[[ Dataset records open ]]
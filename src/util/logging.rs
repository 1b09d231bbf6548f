//! Diagnostic logging to stderr.
//!
//! Stdout is reserved for command output, so every log line goes to stderr.
//! `RUST_LOG` overrides the default level.

use tracing::Level;
use tracing_subscriber::EnvFilter;

/// Default level: `warn`, or `debug` when `--debug` is given.
pub fn default_level(debug: bool) -> Level {
    if debug {
        Level::DEBUG
    } else {
        Level::WARN
    }
}

/// Install the global subscriber. Safe to call more than once.
pub fn init(debug: bool) {
    let filter = EnvFilter::builder()
        .with_default_directive(default_level(debug).into())
        .from_env_lossy();
    let _ = tracing_subscriber::fmt()
        .with_env_filter(filter)
        .with_writer(std::io::stderr)
        .with_target(debug)
        .try_init();
}

#[cfg(test)]
mod tests {
    use super::*;

    #[test]
    fn test_default_level() {
        assert_eq!(default_level(false), Level::WARN);
        assert_eq!(default_level(true), Level::DEBUG);
    }

    #[test]
    fn test_init_twice_does_not_panic() {
        init(false);
        init(true);
    }
}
[[ Dataset records closed ]]
* [Work required]
Please repeat every entry, exactly as it was written.

* [Answer]
filename src/util/logging.rs
repository 1b09d231bbf6548f
//! Diagnostic logging to stderr.
//!
//! Stdout is reserved for command output, so every log line goes to stderr.
//! `RUST_LOG` overrides the default level.

use tracing::Level;
use tracing_subscriber::EnvFilter;

/// Default level: `warn`, or `debug` when `--debug` is given.
pub fn default_level(debug: bool) -> Level {
    if debug {
        Level::DEBUG
    } else {
        Level::WARN
    }
}

/// Install the global subscriber. Safe to call more than once.
pub fn init(debug: bool) {
    let filter = EnvFilter::builder()
        .with_default_directive(default_level(debug).into())
        .from_env_lossy();
    let _ = tracing_subscriber::fmt()
        .with_env_filter(filter)
        .with_writer(std::io::stderr)
        .with_target(debug)
        .try_init();
}

#[cfg(test)]
mod tests {
    use super::*;

    #[test]
    fn test_default_level() {
        assert_eq!(default_level(false), Level::WARN);
        assert_eq!(default_level(true), Level::DEBUG);
    }

    #[test]
    fn test_init_twice_does_not_panic() {
        init(false);
        init(true);
    }
}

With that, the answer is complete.